They're not doing as well as, say, that Mike Tompkins guy. And for Matias,
he's not sure if it's enough to keep going.
I'd be lying if I said there wasn't a moment where I was kind of a bit like,
oh,
I wish,
you know,
I wish this one was kind of,
you know,
taking off the same as if not more than the first one.
Because naturally,
you know,
you kind of aspire to that.
You think like,
you're always hoping that the next thing you do,
it will be bigger and better at.
Because,
you know,
like none of this is paying anything.
And it's something that I want to do.
but I still have to be able to pay those bills
because my landlord doesn't accept
Acapella covers as rent payment.
Why is it that after all this effort,
that it's his first video,
the one that came together the fastest
that was the most successful?
It's a dumb luck?
Matthias has a different theory.
The actual arrangement of the Acapella
was always the most important thing
for YouTube.
You know, if you've got a favorite song
and then someone does an incredible arrangement
of it using just voices, there's just no way that you could not enjoy listening to that sound.
You've kind of evolved to enjoy hearing that. So the more kind of vocal and emotive it is,
the more you're going to latch on to something. Maybe the formula isn't three steps after all. Maybe
it's just one step. Make a real connection. Like, I've always sort of thought that if you need
to be doing it for the right reasons and if you're doing it because you think you'll get loads of hits
and therefore make some money off it, don't do it.

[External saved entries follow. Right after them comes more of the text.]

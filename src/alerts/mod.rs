pub mod evaluator;
pub mod types;
pub mod webhook;
// Copyright 2025 the Undersheet Authors
// SPDX-License-Identifier: Apache-2.0 OR MIT

//! Named scroll sensitivity levels.
//!
//! Sensitivity is the hysteresis factor in `[0, 1]` controlling how far a
//! drag must travel past a stop before the gesture snaps to the neighboring
//! stop. `0.0` switches to the neighbor at the first unit of travel toward
//! it (maximal sensitivity); `1.0` never switches early and requires
//! reaching the neighbor's own height (minimal sensitivity).

/// Never snap early; the drag must reach the neighboring stop's height.
pub const NONE: f64 = 1.0;

/// Snap after three quarters of the distance to the neighbor.
pub const LOW: f64 = 0.75;

/// Snap past the midpoint between adjacent stops.
pub const MEDIUM: f64 = 0.5;

/// Snap after a quarter of the distance to the neighbor.
pub const HIGH: f64 = 0.25;

/// Snap at the first unit of travel toward the neighbor.
pub const ULTRA: f64 = 0.0;
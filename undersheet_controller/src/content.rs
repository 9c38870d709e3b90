// Copyright 2025 the Undersheet Authors
// SPDX-License-Identifier: Apache-2.0 OR MIT

//! Content hosted inside a sheet.

use undersheet_stops::{Stop, StopContext};

/// Stable identity of a registered content, handed out by
/// [`SheetController::set_root_content`](crate::SheetController::set_root_content)
/// and [`SheetController::push_content`](crate::SheetController::push_content).
#[derive(Debug, Clone, Copy, PartialEq, Eq, Hash)]
pub struct ContentId(u64);

impl ContentId {
    pub(crate) const fn new(raw: u64) -> Self {
        Self(raw)
    }
}

/// A unit of content the sheet can display.
///
/// Contents form a stack. When a new content is pushed, the outgoing top
/// receives the live [`StopContext`] through
/// [`SheetContent::save_stop_context`]; when it becomes the top again the
/// controller asks for it back through
/// [`SheetContent::take_saved_stop_context`] so the sheet returns to where
/// that content left it. All methods have no-op defaults; a content that
/// neither prefers stops nor reacts to moves implements nothing.
pub trait SheetContent {
    /// The stop context this content wants applied when it becomes the top.
    ///
    /// Returning `None` keeps whatever context is active.
    fn preferred_stop_context(&self, available_height: f64) -> Option<StopContext> {
        let _ = available_height;
        None
    }

    /// Stores the live stop context before this content is covered.
    fn save_stop_context(&mut self, context: StopContext) {
        let _ = context;
    }

    /// Returns the context stored by
    /// [`SheetContent::save_stop_context`], if any.
    fn take_saved_stop_context(&mut self) -> Option<StopContext> {
        None
    }

    /// The sheet committed a move from one stop to another.
    ///
    /// Every content in the stack is notified, not just the top; covered
    /// contents often need to resize against the stop they will be uncovered
    /// at.
    fn on_sheet_moved(&mut self, from: Stop, to: Stop) {
        let _ = (from, to);
    }
}
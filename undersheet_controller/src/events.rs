// Copyright 2025 the Undersheet Authors
// SPDX-License-Identifier: Apache-2.0 OR MIT

//! Notifications emitted by the controller.

use undersheet_stops::Stop;

/// A notification queued by the controller, drained via
/// [`SheetController::take_events`](crate::SheetController::take_events).
///
/// Move events fire exactly once per committed stop change: `WillMove` when
/// the transition is requested, `DidMove` when the host reports the
/// animation finished. A gesture released within the stop range that settles
/// back on its starting stop produces neither.
#[derive(Debug, Clone, Copy, PartialEq)]
pub enum SheetEvent {
    /// A transition to a different stop was requested.
    WillMove {
        /// The stop the sheet is leaving.
        from: Stop,
        /// The stop the sheet is heading to.
        to: Stop,
    },
    /// A transition to a different stop was committed.
    DidMove {
        /// The stop the sheet left.
        from: Stop,
        /// The stop the sheet now rests at.
        to: Stop,
    },
    /// A gesture was released above the highest stop and rubber-bands back.
    DidBounceToMax,
    /// A gesture was released below the lowest stop and rubber-bands back.
    DidBounceToMin,
}
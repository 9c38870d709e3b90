// Copyright 2025 the Undersheet Authors
// SPDX-License-Identifier: Apache-2.0 OR MIT

//! The [`ScrollContext`]: pan position tracking and stop resolution.

use undersheet_stops::{Stop, StopContext};

/// Default damping applied to drags past the stop range.
///
/// Observed configurations range from `0.02` to `0.07`; the overshoot should
/// be visible but clearly damped.
pub const DEFAULT_BOUNCE_FACTOR: f64 = 0.06;

/// Which way the accumulated pan is heading along the height axis.
#[derive(Debug, Clone, Copy, PartialEq, Eq)]
enum Direction {
    TowardLarger,
    TowardSmaller,
}

/// Per-gesture snapshot of pan state against a stable stop set.
///
/// The context is idle until [`ScrollContext::make_snapshot`] arms it at
/// gesture begin; every value read afterwards derives from that snapshot, so
/// an aborted gesture (one that never receives an end event) needs no
/// explicit cancellation. The next snapshot simply re-arms it.
///
/// Positions are measured along the pointer's vertical axis, where moving
/// the pointer up (toward smaller position values) drags the sheet toward a
/// larger height. The accumulated `panning_delta` is therefore
/// `start_position - current_position`: positive means the sheet is growing.
#[derive(Debug, Clone)]
pub struct ScrollContext {
    sensitivity: f64,
    bounce_factor: f64,
    start_position: f64,
    current_position: f64,
    base_height: f64,
    stop_context: StopContext,
    is_interaction_enabled: bool,
    last_nested_scroll_offset: f64,
}

impl ScrollContext {
    /// Creates a context with the given hysteresis sensitivity (clamped to
    /// `[0, 1]`, see [`crate::sensitivity`]) and the default bounce factor.
    #[must_use]
    pub fn new(sensitivity: f64) -> Self {
        Self::with_bounce_factor(sensitivity, DEFAULT_BOUNCE_FACTOR)
    }

    /// Creates a context with an explicit bounce factor.
    #[must_use]
    pub fn with_bounce_factor(sensitivity: f64, bounce_factor: f64) -> Self {
        Self {
            sensitivity: sensitivity.clamp(0.0, 1.0),
            bounce_factor,
            start_position: 0.0,
            current_position: 0.0,
            base_height: 0.0,
            stop_context: StopContext::default(),
            is_interaction_enabled: true,
            last_nested_scroll_offset: 0.0,
        }
    }

    /// Arms the context for a new gesture.
    ///
    /// `start_position` is the pointer position at gesture begin,
    /// `current_height` the sheet height at that moment. The stop context is
    /// copied so the gesture resolves against the stops it started with even
    /// if the live set mutates mid-gesture.
    pub fn make_snapshot(
        &mut self,
        start_position: f64,
        current_height: f64,
        stop_context: &StopContext,
    ) {
        self.start_position = start_position;
        self.current_position = start_position;
        self.base_height = current_height;
        self.stop_context = stop_context.clone();
    }

    /// Records the pointer position for the current move event.
    pub fn update_position(&mut self, position: f64) {
        self.current_position = position;
    }

    /// Re-bases the start position without changing the accumulated height.
    ///
    /// Used while sheet interaction is disabled (the nested content owns the
    /// gesture): the start keeps following the pointer so tracking resumes
    /// cleanly from a zero delta once control returns to the sheet.
    pub fn update_start_position(&mut self, position: f64) {
        self.start_position = position;
    }

    /// The accumulated pan distance; positive means dragging toward a larger
    /// sheet height.
    #[must_use]
    pub fn panning_delta(&self) -> f64 {
        self.start_position - self.current_position
    }

    /// The highest reachable height in this gesture's frame of reference.
    #[must_use]
    pub fn max_height(&self) -> f64 {
        self.stop_context.max_stop().height()
    }

    /// The lowest reachable height in this gesture's frame of reference.
    #[must_use]
    pub fn min_height(&self) -> f64 {
        self.stop_context.min_stop().height()
    }

    /// The stop set snapshot taken at gesture begin.
    #[must_use]
    pub fn stop_context(&self) -> &StopContext {
        &self.stop_context
    }

    /// Whether the sheet currently owns drag input (as opposed to a nested
    /// scrollable region). Toggled by the coordinator policy.
    #[must_use]
    pub fn is_interaction_enabled(&self) -> bool {
        self.is_interaction_enabled
    }

    /// Sets whether the sheet owns drag input.
    pub fn set_interaction_enabled(&mut self, enabled: bool) {
        self.is_interaction_enabled = enabled;
    }

    /// The nested content's scroll offset as of the last nested-scroll event.
    #[must_use]
    pub fn last_nested_scroll_offset(&self) -> f64 {
        self.last_nested_scroll_offset
    }

    /// Records the nested content's scroll offset.
    pub fn set_last_nested_scroll_offset(&mut self, offset: f64) {
        self.last_nested_scroll_offset = offset;
    }

    /// The height to render for the current pan position.
    ///
    /// Inside the stop range this is simply the base height plus the
    /// accumulated delta, unclamped and unrounded. Past either end of the
    /// range the overshoot is replaced by `bounce_factor * delta`, producing
    /// a damped-but-visible rubber-band rather than a hard stop.
    #[must_use]
    pub fn compute_live_position(&self) -> f64 {
        let delta = self.panning_delta();
        let final_height = self.base_height + delta;
        let bounce_offset = self.bounce_factor * delta;
        if final_height >= self.max_height() {
            self.max_height() + bounce_offset
        } else if final_height <= self.min_height() {
            self.min_height() + bounce_offset
        } else {
            final_height
        }
    }

    /// Resolves the stop to settle at when the gesture ends at `height`.
    ///
    /// With fewer than two stops in the snapshot there is nothing to choose;
    /// the single stop (or the snapshot's current stop) wins. Otherwise the
    /// adjacent pair whose range contains `height` decides, with a threshold
    /// of `sensitivity * gap` measured from the stop the drag is moving away
    /// from. The decision depends on the drag direction, not just proximity,
    /// which keeps a stalled drag near a boundary from jittering between
    /// neighbors.
    #[must_use]
    pub fn resolve_target_stop(&self, height: f64) -> Stop {
        let stops = self.stop_context.stops();
        if stops.len() < 2 {
            return stops.first().copied().unwrap_or(self.stop_context.stop());
        }

        for pair in stops.windows(2) {
            let (stop, next) = (pair[0], pair[1]);
            if height > next.height() {
                continue;
            }
            let threshold = self.sensitivity * (next.height() - stop.height());
            return match self.direction() {
                Direction::TowardLarger => {
                    if height >= stop.height() + threshold {
                        next
                    } else {
                        stop
                    }
                }
                Direction::TowardSmaller => {
                    if height <= next.height() - threshold {
                        stop
                    } else {
                        next
                    }
                }
            };
        }
        self.stop_context.max_stop()
    }

    /// `true` when `height` is outside the snapshot's stop range.
    ///
    /// A release from out of range rubber-bands back without changing the
    /// committed stop, but a bounce notification should still fire.
    #[must_use]
    pub fn is_bouncing_back(&self, height: f64) -> bool {
        height > self.max_height() || height < self.min_height()
    }

    /// A zero delta counts as dragging toward a larger height.
    fn direction(&self) -> Direction {
        if self.panning_delta() >= 0.0 {
            Direction::TowardLarger
        } else {
            Direction::TowardSmaller
        }
    }
}

#[cfg(test)]
mod tests {
    use super::*;
    use crate::sensitivity;

    fn armed_context(sensitivity: f64, base_height: f64) -> ScrollContext {
        let stops = [Stop::fixed(100.0), Stop::fixed(400.0), Stop::fixed(800.0)];
        let mut stop_context = StopContext::new(&stops, Some(Stop::fixed(100.0)));
        stop_context.calibrate(1000.0);

        let mut context = ScrollContext::new(sensitivity);
        context.make_snapshot(0.0, base_height, &stop_context);
        context
    }

    fn drag_to_delta(context: &mut ScrollContext, delta: f64) {
        // Pointer moving up the screen (negative position) grows the sheet.
        context.update_position(-delta);
    }

    #[test]
    fn live_position_tracks_delta_within_range() {
        let mut context = armed_context(sensitivity::MEDIUM, 100.0);
        drag_to_delta(&mut context, 150.0);
        assert_eq!(context.compute_live_position(), 250.0);

        drag_to_delta(&mut context, -50.0);
        // Base 100 - 50 = 50 is below the minimum stop: bounce applies.
        assert_eq!(context.compute_live_position(), 100.0 + 0.06 * -50.0);
    }

    #[test]
    fn live_position_overshoots_past_max_with_damping() {
        let stops = [Stop::fixed(100.0), Stop::fixed(800.0)];
        let mut stop_context = StopContext::new(&stops, None);
        stop_context.calibrate(1000.0);

        let mut context = ScrollContext::with_bounce_factor(sensitivity::MEDIUM, 0.05);
        context.make_snapshot(0.0, 500.0, &stop_context);
        drag_to_delta(&mut context, 600.0);

        // 500 + 600 exceeds 800, so the result is max + 0.05 * delta.
        assert_eq!(context.compute_live_position(), 830.0);
        assert!(context.is_bouncing_back(830.0));
        assert!(!context.is_bouncing_back(500.0));
    }

    #[test]
    fn resolve_snaps_past_the_midpoint_when_dragging_up() {
        let mut context = armed_context(sensitivity::MEDIUM, 100.0);
        drag_to_delta(&mut context, 160.0);

        // Pair (100, 400), threshold 150: 260 >= 250 snaps to 400.
        assert_eq!(context.resolve_target_stop(260.0), Stop::fixed(400.0));
        // 240 < 250 stays at 100.
        assert_eq!(context.resolve_target_stop(240.0), Stop::fixed(100.0));
    }

    #[test]
    fn resolve_holds_the_upper_stop_when_dragging_down_short_of_threshold() {
        let mut context = armed_context(sensitivity::MEDIUM, 400.0);
        drag_to_delta(&mut context, -140.0);

        // Dragging down, threshold from the top: 400 - 150 = 250.
        assert_eq!(context.resolve_target_stop(260.0), Stop::fixed(400.0));
        assert_eq!(context.resolve_target_stop(240.0), Stop::fixed(100.0));
    }

    #[test]
    fn resolve_is_direction_asymmetric_at_the_same_height() {
        // With a sensitivity other than the midpoint, the same release
        // height resolves differently depending on drag direction.
        let mut up = armed_context(sensitivity::HIGH, 100.0);
        drag_to_delta(&mut up, 160.0);
        // Threshold 0.25 * 300 = 75 from the lower stop: 260 >= 175.
        assert_eq!(up.resolve_target_stop(260.0), Stop::fixed(400.0));

        let mut down = armed_context(sensitivity::HIGH, 400.0);
        drag_to_delta(&mut down, -140.0);
        // Threshold from the upper stop: 400 - 75 = 325, and 260 <= 325.
        assert_eq!(down.resolve_target_stop(260.0), Stop::fixed(100.0));
    }

    #[test]
    fn resolve_with_a_single_stop_returns_it() {
        let mut stop_context = StopContext::new(&[Stop::fixed(300.0)], None);
        stop_context.calibrate(1000.0);

        let mut context = ScrollContext::new(sensitivity::MEDIUM);
        context.make_snapshot(0.0, 300.0, &stop_context);
        assert_eq!(context.resolve_target_stop(500.0), Stop::fixed(300.0));
    }

    #[test]
    fn resolve_above_every_stop_returns_max() {
        let mut context = armed_context(sensitivity::MEDIUM, 800.0);
        drag_to_delta(&mut context, 100.0);
        assert_eq!(context.resolve_target_stop(900.0), Stop::fixed(800.0));
    }

    #[test]
    fn resolve_at_zero_delta_counts_as_upward() {
        let context = armed_context(sensitivity::NONE, 100.0);
        // Sensitivity 1.0 requires reaching the neighbor's own height.
        assert_eq!(context.resolve_target_stop(399.0), Stop::fixed(100.0));
        assert_eq!(context.resolve_target_stop(400.0), Stop::fixed(400.0));
    }

    #[test]
    fn rebasing_start_position_resumes_from_zero_delta() {
        let mut context = armed_context(sensitivity::MEDIUM, 100.0);
        context.set_interaction_enabled(false);

        // While the nested content owns the gesture, only the start moves.
        context.update_start_position(-80.0);
        context.update_position(-80.0);
        assert_eq!(context.panning_delta(), 0.0);
        assert_eq!(context.compute_live_position(), 100.0);

        // Control returns to the sheet; tracking picks up from here.
        context.set_interaction_enabled(true);
        context.update_position(-130.0);
        assert_eq!(context.compute_live_position(), 150.0);
    }

    #[test]
    fn snapshot_isolates_the_gesture_from_live_stop_mutation() {
        let stops = [Stop::fixed(100.0), Stop::fixed(400.0)];
        let mut live = StopContext::new(&stops, None);
        live.calibrate(1000.0);

        let mut context = ScrollContext::new(sensitivity::MEDIUM);
        context.make_snapshot(0.0, 100.0, &live);

        // The live set shrinks mid-gesture; the snapshot is unaffected.
        live.make_snapshot(&[Stop::fixed(100.0)], None, 1000.0);
        assert_eq!(context.max_height(), 400.0);
        assert_eq!(context.resolve_target_stop(300.0), Stop::fixed(400.0));
    }
}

Because
because that's not how it's going to happen
and you'll end up feeling frustrated and unrewarded.
But if you're doing it because you've got a creative idea
and you just want to share that
and hopefully people will like it
and reward you for your creativity
with just views and shares and comments,
then definitely do do it.
That is the right reason to put it out there.
What's next for Matthias?
He just finished a tour supporting all the...
original music from a new EP that he put out.

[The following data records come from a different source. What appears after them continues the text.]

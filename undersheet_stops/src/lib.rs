// Copyright 2025 the Undersheet Authors
// SPDX-License-Identifier: Apache-2.0 OR MIT

//! Undersheet Stops: the snap-stop data model for a draggable sheet surface.
//!
//! A sheet rests at one of a small set of heights, its *stops*. This crate
//! provides:
//!
//! - [`Stop`]: an immutable snap target, described either as a fixed length
//!   or as a percentage of the runtime available height, with an optional
//!   upper-bound flag.
//! - [`StopContext`]: the owner of the active stop set and the current stop.
//!   It calibrates the set against the available height (measure, sort,
//!   truncate past the first upper bound), validates move targets, and
//!   commits stop transitions.
//!
//! The crate knows nothing about views, gestures, or animation. Host
//! frameworks measure the available height themselves and feed it in; every
//! operation is total over its input domain, so degenerate input (empty stop
//! lists, out-of-range percentages, stale stop references) is absorbed by
//! clamping or substitution rather than reported as an error. This matters
//! because calibration typically runs inside animation and gesture callbacks
//! where an error has no recovery path.
//!
//! ## Minimal example
//!
//! ```rust
//! use undersheet_stops::{Stop, StopContext};
//!
//! let stops = [Stop::fixed(100.0), Stop::percentage(0.5), Stop::full()];
//! let mut context = StopContext::new(&stops, None);
//!
//! // Calibrate against the height the host currently has to offer.
//! context.calibrate(800.0);
//! assert_eq!(context.min_stop().height(), 100.0);
//! assert_eq!(context.max_stop().height(), 800.0);
//!
//! // Commit a transition; the previous stop comes back exactly once.
//! let target = context.calibrate_target(Stop::percentage(0.5));
//! assert!(context.can_move(target, true));
//! let previous = context.invalidate(target);
//! assert_eq!(previous, Some(Stop::closed()));
//! assert_eq!(context.invalidate(target), None);
//! ```
//!
//! ## Upper bounds
//!
//! A stop flagged as an upper bound is a caller-declared ceiling: after
//! calibration the stop set never extends past the first upper-bound stop,
//! so stops that measure higher are unreachable and dropped.
//!
//! ```rust
//! use undersheet_stops::{Stop, StopContext};
//!
//! let stops = [
//!     Stop::fixed(100.0),
//!     Stop::fixed(400.0).upper_bound(),
//!     Stop::fixed(700.0),
//! ];
//! let mut context = StopContext::new(&stops, None);
//! context.calibrate(1000.0);
//!
//! assert_eq!(context.stops().len(), 2);
//! assert_eq!(context.max_stop().height(), 400.0);
//! ```
//!
//! This crate is `no_std` and uses `alloc`.

#![no_std]

extern crate alloc;

mod context;
mod stop;

pub use context::StopContext;
pub use stop::{Stop, StopKind};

He's got that creative spark again.
He'll be posting more Acapella videos in the coming months,
but this time it's from the heart with no expectations for viral success.
If you wanted love that asked for it, take a chance and drown in it.
Act 3, Sing On, Sing Off.
Brought to you by my co-host, Nate Sloan.
One of the big drivers of the surge in Acapella's popularity has been the NBC.
reality show The Sing-Off since 2009. Each season, 10 acapella groups compete against each other.
We're really lucky to get to talk to someone from one of those groups, Manjula Raman. She sings Alto and does
arrangements for Element. They made it about halfway through season four of the sing-off. And I was
very lucky to get the chance to talk to Manjula about what that experience was like and what it's
like to be in an Acapella group in 2015.
Everyone, I'm Nick Lachay and welcome to the live finale of The Sing-Off.
I guess maybe just begin by introducing yourself.
Sure.
My name is Majula Raman.
I went to college with you, Nate.
That's right.
And I'm a member of Element, which is an all-female a group based out of New York.
How do you, how does the group select repertoire?
It depends.
So in general, the stuff that we like singing is,
is like funky, upbeat, fun, empowering music.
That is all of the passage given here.